ADF ships drinking water to Katherine properties affected by contamination
by Sally Brooks, originally posted on December 22, 2016
More than 40 properties around an Air Force base near Katherine are being supplied with drinking water by the Defence Department, as residents express shock at discovering they have been drinking from a contaminated supply.
The contamination has been linked to chemicals in firefighting foams previously used at RAAF Base Tindal and at other Defence sites, civil airports and fire stations around Australia.
Kirsty Bartlett lives on a property close to Tindal and says she has been drinking contaminated water from a private bore on her property for the past 13 years.
In early November Ms Bartlett and her family were believed to be the first and only rural residents to start receiving deliveries of drinking water from Defence, but since then the number of water deliveries has been steadily climbing.
Since Monday, Defence has been supplying 44 properties near Tindal with alternative drinking water, a spokesman told the ABC.
The provision of drinking water does not necessarily mean the bore water is contaminated.
“Defence has adopted a precautionary approach and will provide alternative sources of drinking water to eligible residents located in close proximity to RAAF Base Tindal who do not have a town water connection, and who rely on the use of a bore for drinking water,” the spokesman said.
Katherine community in shock: resident
Ms Bartlett said it had been awful to watch friends who paid for tests on their private bores discover the water was contaminated.
“I’ve had quite a number of friends call me up and say, ‘oh my god, I have just got my results, this is what they are’,” she said.
“The common emotion (in the community) is shock, shock and disbelief; your whole little reality has just crumbled,” Ms Bartlett said.
“Thinking you’ve lived this idyllic lifestyle on a rural property in the Northern Territory in this pristine environment, you know, what could go wrong?
Ms Barlett said her family was receiving 30 litres of water per person each week, but that there had been problems with the way the water was being delivered.
“They are choosing to deliver the water bladders in cardboard boxes and they have been left out in the rain because we haven’t gotten home in time to put them inside,” she said.
“They have also just delivered to everybody three weeks worth of water to last over the Christmas and New Year period.
“So obviously it’s really awkward to try and get the water bladders to your home and find somewhere to store them where they are not going to burst.”
The water is also being delivered in trucks that carry 10,000 litres of water to fill tanks, but Ms Bartlett said the heavy vehicles were at risk of getting bogged in the dirt during the heavy wet season rains.
“When (a truck driver) came in to deliver water (on Wednesday) he was worried thinking he might be spending Christmas in our back paddock waiting for the ground to dry out,” she said.
Ms Bartlett has three children, aged 12, nine and seven. She said if she’d known about the contamination when she was pregnant and when her children were born she could have made different decisions about what water they drank.
“Defence say that they stopped using these chemicals in 2004, that that’s when it came to light, that you know they were no good, yet nothing was done, nothing was said, everything seemed to me like it was all kept very quiet,” she said.
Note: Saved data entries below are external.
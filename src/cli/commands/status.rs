use crate::config::Config;
use crate::core::goal::{self, GoalState};
use crate::core::report;
use crate::errors::AppResult;
use crate::store;
use crate::ui::messages::{info, success};
use crate::utils::date;

/// One-line progress summary for the current month.
pub fn handle(cfg: &Config) -> AppResult<()> {
    let store = store::open(cfg)?;
    let view = report::current_view(store.as_ref(), cfg, date::today())?;

    let goal = cfg.default_goal;
    match goal::evaluate(view.in_person_count, goal) {
        GoalState::GoalReached => success(format!(
            "Goal reached: {}/{goal} in-person days this month",
            view.in_person_count
        )),
        GoalState::UnderGoal => info(format!(
            "{}/{goal} in-person days this month, {} to go",
            view.in_person_count,
            view.pending(goal)
        )),
    }
    Ok(())
}
use crate::config::Backend;
use crate::export::{ExportFormat, ImportFormat};
use clap::{ArgAction, Parser, Subcommand};

/// Command-line interface definition for presencial
/// Track in-person and remote workdays against a monthly goal
#[derive(Parser)]
#[command(
    name = "presencial",
    version = env!("CARGO_PKG_VERSION"),
    about = "Record in-person and remote workdays and follow the monthly in-person goal",
    long_about = None
)]
pub struct Cli {
    /// Override the data directory holding config.yaml
    #[arg(global = true, long = "data-dir", value_name = "DIR")]
    pub data_dir: Option<String>,

    /// Override the ledger file for this run
    #[arg(global = true, long = "ledger", value_name = "PATH")]
    pub ledger: Option<String>,

    /// Increase diagnostic output on stderr (-v, -vv, -vvv)
    #[arg(global = true, short = 'v', long = "verbose", action = ArgAction::Count)]
    pub verbose: u8,

    #[command(subcommand)]
    pub command: Commands,
}

#[derive(Subcommand)]
pub enum Commands {
    /// Create the configuration and the ledger
    Init {
        #[arg(long, value_enum, default_value = "sqlite", help = "Ledger backend")]
        backend: Backend,
    },

    /// View, check or change the configuration
    Config {
        #[arg(long = "print", help = "Print the current configuration file")]
        print_config: bool,

        #[arg(long = "check", help = "Check configuration file for missing fields")]
        check: bool,

        #[arg(long = "migrate", help = "Add missing fields to the configuration file")]
        migrate: bool,

        #[arg(
            long = "edit",
            help = "Edit the configuration file (default editor: $EDITOR, or nano/notepad)"
        )]
        edit_config: bool,

        #[arg(long = "editor", help = "Editor to use with --edit")]
        editor: Option<String>,

        #[arg(long = "goal", help = "Monthly in-person goal (1-24)")]
        goal: Option<u32>,

        #[arg(
            long = "areas",
            value_delimiter = ',',
            num_args = 1..,
            help = "Replace the list of work areas (comma separated)"
        )]
        areas: Option<Vec<String>>,

        #[arg(
            long = "headers",
            value_delimiter = ',',
            num_args = 1..,
            help = "Replace the five ledger column headers (comma separated)"
        )]
        headers: Option<Vec<String>>,

        #[arg(long = "extra-label", help = "Note used for days beyond the goal")]
        extra_label: Option<String>,

        #[arg(
            long = "markers",
            value_name = "YES,NO",
            help = "In-person and remote response markers"
        )]
        markers: Option<String>,
    },

    /// Record today's presence
    Add {
        #[command(subcommand)]
        kind: AddKind,
    },

    /// Show the monthly report
    Report {
        #[arg(long, value_name = "YYYY-MM", help = "Month to report (default: current)")]
        month: Option<String>,
    },

    /// Show progress towards this month's goal
    Status,

    /// List every record in the ledger, newest first
    List,

    /// Export the ledger
    Export {
        #[arg(long, value_enum, default_value = "json")]
        format: ExportFormat,

        #[arg(long, value_name = "FILE")]
        file: String,

        #[arg(long, value_name = "YYYY-MM", help = "Export a single month")]
        month: Option<String>,

        #[arg(long, short = 'f', help = "Overwrite an existing file without asking")]
        force: bool,
    },

    /// Import records from an exported document
    Import {
        #[arg(long, value_name = "FILE")]
        file: String,

        #[arg(long, value_enum, default_value = "json")]
        format: ImportFormat,
    },

    /// Print the internal log table
    Log {
        #[arg(long = "print", help = "Print rows from the internal log table")]
        print: bool,
    },
}

#[derive(Subcommand)]
pub enum AddKind {
    /// In-person day in one of the configured areas
    InPerson {
        #[arg(long, help = "Work area")]
        area: String,

        #[arg(long, default_value = "", help = "Optional note")]
        note: String,

        #[arg(long = "confirm-extra", help = "Confirm a day beyond the goal")]
        confirm_extra: bool,
    },

    /// Remote day
    Remote {
        #[arg(long, default_value = "", help = "Optional note")]
        note: String,
    },
}
//! presencial main entrypoint.

use presencial::run;

fn main() {
    if let Err(e) = run() {
        eprintln!("Error: {}", e);
        std::process::exit(1);
    }
}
“To me it’s 12 years too late. It would have been really helpful to know back in 2004 that this had happened.”
Chemicals found at all three Defence sites in NT
Last month, Defence released a report into a preliminary sampling program at Tindal, RAAF Base Darwin and at Robertson Barracks in Palmerston, and said year-long in-depth studies for each site would begin in early 2017.
The report confirmed the toxic chemicals had been found at all 12 sites tested nationally by the department.
In the Northern Territory, 16 sites around RAAF Bases Tindal and Darwin as well as Robertson Barracks in Palmerston were sampled, and the chemicals were detected to varying levels on or around all three bases.
Defence said the levels detected in the Northern Territory did not exceed its changed safety guidelines, which were adapted in September.
Had Defence used the previous guidelines, two of the nine sites tested near Tindal, and two of the three sites tested near Darwin’s RAAF base, would have exceeded the standards.
Despite Darwin being slated for a more comprehensive investigation, samples of groundwater, which is used for drinking, were not collected for testing.
At RAAF Base Tindal, of seven groundwater sites tested, one returned levels higher than acceptable under the previous guidelines, as well as one of two surface water sites.
At Robertson Barracks, one surface water and four groundwater sites were tested, but the PFAS detected did not exceed interim screening levels.
Government testing is still underway to determine what negative health impacts the chemicals could have.
The International Agency for Cancer Research has classified one of the chemicals, known as PFOA, as a possible carcinogen but there is not yet conclusive evidence that the chemicals cause any specific illnesses.